■ What to produce ■
Copy out all the data, word for word.

───── Supplied records ─────

//! Tutorial persistence.
//!
//! Conversion between the in-memory [`Tutorial`](crate::tutorial::Tutorial)
//! and its documents is pure (see [`to_document`] / [`from_document`]);
//! backends only move bytes and images.

mod capture;
mod convert;
mod file;
mod memory;
mod schema;
mod store;
mod text_dict;

pub use capture::import_capture;
pub use convert::{
    LoadOutcome, from_document, from_legacy, slide_prefix, to_document, to_logical_image,
};
pub use file::FileStorage;
pub use memory::MemoryStorage;
pub use schema::{
    AnnotationRecord, CaptureManifest, CaptureWindow, DocumentFormat, LegacyDocument,
    LegacySlideRecord, PenRecord, SlideRecord, TutorialDocument, VERSION_KEY, parse_document,
    split_slide_code,
};
pub use store::{DocumentState, SaveReport, TutorialStore, load_tutorial, save_tutorial};
pub use text_dict::{DEFAULT_TEXT_DICT, TextDictionary};

use crate::error::{ResourceError, SchemaError};
use crate::slide::SlideLayout;
use crate::widget::WidgetSidecar;
use image::{Rgba, RgbaImage};
use thiserror::Error;

/// Size of generated pages when no template image exists.
pub const DEFAULT_PAGE_SIZE: (u32, u32) = (900, 530);

/// A white page.
pub fn blank_page((width, height): (u32, u32)) -> RgbaImage {
    RgbaImage::from_pixel(width.max(1), height.max(1), Rgba([255, 255, 255, 255]))
}

/// Storage errors.
#[derive(Debug, Error)]
pub enum StorageError {
    #[error("Document not found: {0}")]
    NotFound(String),
    #[error("IO error: {0}")]
    Io(String),
    #[error(transparent)]
    Schema(#[from] SchemaError),
    #[error(transparent)]
    Resource(#[from] ResourceError),
    #[error("Invalid state: {0}")]
    InvalidState(String),
    #[error("Storage error: {0}")]
    Other(String),
}

/// Result type for storage operations.
pub type StorageResult<T> = Result<T, StorageError>;

/// Images and sidecars a load resolves slides against.
pub trait AssetSource {
    /// One raw window capture, paths relative to the raw capture root.
    fn raw_window(
        &self,
        image: &str,
        metadata: &str,
    ) -> Result<(RgbaImage, WidgetSidecar), ResourceError>;

    /// Window `window` of capture step `step` (`Raw/<step>/<window>.png|.json`).
    fn window_capture(
        &self,
        step: &str,
        window: &str,
    ) -> Result<(RgbaImage, WidgetSidecar), ResourceError> {
        self.raw_window(
            &format!("{step}/{window}.png"),
            &format!("{step}/{window}.json"),
        )
    }

    /// Every sidecar in one step directory, in file-name order.
    fn step_sidecars(&self, step: &str) -> Result<Vec<WidgetSidecar>, ResourceError>;

    /// A slide image written by a previous save.
    fn rendered_slide(&self, image_path: &str) -> Result<RgbaImage, ResourceError>;

    /// Background for a page without captures.
    fn layout_background(&self, layout: SlideLayout) -> Result<RgbaImage, ResourceError>;
}

/// A place tutorials are read from and written to.
pub trait Storage: AssetSource {
    /// The tutorial document (`annotations.json`).
    fn read_document(&self) -> StorageResult<String>;

    fn write_document(&self, json: &str) -> StorageResult<()>;

    /// Text dictionary for `locale`, falling back to the default one.
    fn read_text(&self, locale: Option<&str>) -> StorageResult<TextDictionary>;

    /// Write the default text dictionary.
    fn write_text(&self, text: &TextDictionary) -> StorageResult<()>;

    fn write_slide_image(&self, image_path: &str, image: &RgbaImage) -> StorageResult<()>;

    /// The raw capture manifest.
    fn read_manifest(&self) -> StorageResult<String>;
}
//! Widget-metadata sidecar written next to every capture image.
//!
//! Shape: `{"_devicePixelRatio": 2.0, "0": {..descriptor..}, "1": {..}}`.
//! Keys starting with `_` carry metadata; every other key is a widget index.
//! Entry `0` is the window's own frame.

use super::WidgetDescriptor;
use crate::error::SchemaError;
use serde_json::Value;

/// Metadata key for the capture's device pixel ratio.
pub const DEVICE_PIXEL_RATIO_KEY: &str = "_devicePixelRatio";

/// A parsed sidecar, widget geometry already divided by the pixel ratio.
#[derive(Debug, Clone, PartialEq)]
pub struct WidgetSidecar {
    pub device_pixel_ratio: f64,
    pub widgets: Vec<WidgetDescriptor>,
}

impl WidgetSidecar {
    pub fn from_json(json: &str) -> Result<Self, SchemaError> {
        let value: Value = serde_json::from_str(json)?;
        Self::from_value(value)
    }

    pub fn from_value(value: Value) -> Result<Self, SchemaError> {
        let Value::Object(map) = value else {
            return Err(SchemaError::Other("sidecar must be a JSON object".into()));
        };

        let device_pixel_ratio = map
            .get(DEVICE_PIXEL_RATIO_KEY)
            .and_then(Value::as_f64)
            .unwrap_or(1.0);

        let mut entries: Vec<(String, Value)> = map
            .into_iter()
            .filter(|(key, _)| !key.starts_with('_'))
            .collect();
        // Object keys come back sorted as strings; restore capture order.
        entries.sort_by(|(a, _), (b, _)| match (a.parse::<u64>(), b.parse::<u64>()) {
            (Ok(a), Ok(b)) => a.cmp(&b),
            _ => a.cmp(b),
        });

        let widgets = entries
            .into_iter()
            .map(|(_, entry)| {
                serde_json::from_value::<WidgetDescriptor>(entry)
                    .map(|w| w.to_logical(device_pixel_ratio))
            })
            .collect::<Result<Vec<_>, _>>()?;

        Ok(Self {
            device_pixel_ratio,
            widgets,
        })
    }
}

─────

■ Solution below ■
//! Tutorial persistence.
//!
//! Conversion between the in-memory [`Tutorial`](crate::tutorial::Tutorial)
//! and its documents is pure (see [`to_document`] / [`from_document`]);
//! backends only move bytes and images.

mod capture;
mod convert;
mod file;
mod memory;
mod schema;
mod store;
mod text_dict;

pub use capture::import_capture;
pub use convert::{
    LoadOutcome, from_document, from_legacy, slide_prefix, to_document, to_logical_image,
};
pub use file::FileStorage;
pub use memory::MemoryStorage;
pub use schema::{
    AnnotationRecord, CaptureManifest, CaptureWindow, DocumentFormat, LegacyDocument,
    LegacySlideRecord, PenRecord, SlideRecord, TutorialDocument, VERSION_KEY, parse_document,
    split_slide_code,
};
pub use store::{DocumentState, SaveReport, TutorialStore, load_tutorial, save_tutorial};
pub use text_dict::{DEFAULT_TEXT_DICT, TextDictionary};

use crate::error::{ResourceError, SchemaError};
use crate::slide::SlideLayout;
use crate::widget::WidgetSidecar;
use image::{Rgba, RgbaImage};
use thiserror::Error;

/// Size of generated pages when no template image exists.
pub const DEFAULT_PAGE_SIZE: (u32, u32) = (900, 530);

/// A white page.
pub fn blank_page((width, height): (u32, u32)) -> RgbaImage {
    RgbaImage::from_pixel(width.max(1), height.max(1), Rgba([255, 255, 255, 255]))
}

/// Storage errors.
#[derive(Debug, Error)]
pub enum StorageError {
    #[error("Document not found: {0}")]
    NotFound(String),
    #[error("IO error: {0}")]
    Io(String),
    #[error(transparent)]
    Schema(#[from] SchemaError),
    #[error(transparent)]
    Resource(#[from] ResourceError),
    #[error("Invalid state: {0}")]
    InvalidState(String),
    #[error("Storage error: {0}")]
    Other(String),
}

/// Result type for storage operations.
pub type StorageResult<T> = Result<T, StorageError>;

/// Images and sidecars a load resolves slides against.
pub trait AssetSource {
    /// One raw window capture, paths relative to the raw capture root.
    fn raw_window(
        &self,
        image: &str,
        metadata: &str,
    ) -> Result<(RgbaImage, WidgetSidecar), ResourceError>;

    /// Window `window` of capture step `step` (`Raw/<step>/<window>.png|.json`).
    fn window_capture(
        &self,
        step: &str,
        window: &str,
    ) -> Result<(RgbaImage, WidgetSidecar), ResourceError> {
        self.raw_window(
            &format!("{step}/{window}.png"),
            &format!("{step}/{window}.json"),
        )
    }

    /// Every sidecar in one step directory, in file-name order.
    fn step_sidecars(&self, step: &str) -> Result<Vec<WidgetSidecar>, ResourceError>;

    /// A slide image written by a previous save.
    fn rendered_slide(&self, image_path: &str) -> Result<RgbaImage, ResourceError>;

    /// Background for a page without captures.
    fn layout_background(&self, layout: SlideLayout) -> Result<RgbaImage, ResourceError>;
}

/// A place tutorials are read from and written to.
pub trait Storage: AssetSource {
    /// The tutorial document (`annotations.json`).
    fn read_document(&self) -> StorageResult<String>;

    fn write_document(&self, json: &str) -> StorageResult<()>;

    /// Text dictionary for `locale`, falling back to the default one.
    fn read_text(&self, locale: Option<&str>) -> StorageResult<TextDictionary>;

    /// Write the default text dictionary.
    fn write_text(&self, text: &TextDictionary) -> StorageResult<()>;

    fn write_slide_image(&self, image_path: &str, image: &RgbaImage) -> StorageResult<()>;

    /// The raw capture manifest.
    fn read_manifest(&self) -> StorageResult<String>;
}
//! Widget-metadata sidecar written next to every capture image.
//!
//! Shape: `{"_devicePixelRatio": 2.0, "0": {..descriptor..}, "1": {..}}`.
//! Keys starting with `_` carry metadata; every other key is a widget index.
//! Entry `0` is the window's own frame.

use super::WidgetDescriptor;
use crate::error::SchemaError;
use serde_json::Value;

/// Metadata key for the capture's device pixel ratio.
pub const DEVICE_PIXEL_RATIO_KEY: &str = "_devicePixelRatio";

/// A parsed sidecar, widget geometry already divided by the pixel ratio.
#[derive(Debug, Clone, PartialEq)]
pub struct WidgetSidecar {
    pub device_pixel_ratio: f64,
    pub widgets: Vec<WidgetDescriptor>,
}

impl WidgetSidecar {
    pub fn from_json(json: &str) -> Result<Self, SchemaError> {
        let value: Value = serde_json::from_str(json)?;
        Self::from_value(value)
    }

    pub fn from_value(value: Value) -> Result<Self, SchemaError> {
        let Value::Object(map) = value else {
            return Err(SchemaError::Other("sidecar must be a JSON object".into()));
        };

        let device_pixel_ratio = map
            .get(DEVICE_PIXEL_RATIO_KEY)
            .and_then(Value::as_f64)
            .unwrap_or(1.0);

        let mut entries: Vec<(String, Value)> = map
            .into_iter()
            .filter(|(key, _)| !key.starts_with('_'))
            .collect();
        // Object keys come back sorted as strings; restore capture order.
        entries.sort_by(|(a, _), (b, _)| match (a.parse::<u64>(), b.parse::<u64>()) {
            (Ok(a), Ok(b)) => a.cmp(&b),
            _ => a.cmp(b),
        });

        let widgets = entries
            .into_iter()
            .map(|(_, entry)| {
                serde_json::from_value::<WidgetDescriptor>(entry)
                    .map(|w| w.to_logical(device_pixel_ratio))
            })
            .collect::<Result<Vec<_>, _>>()?;

        Ok(Self {
            device_pixel_ratio,
            widgets,
        })
    }
}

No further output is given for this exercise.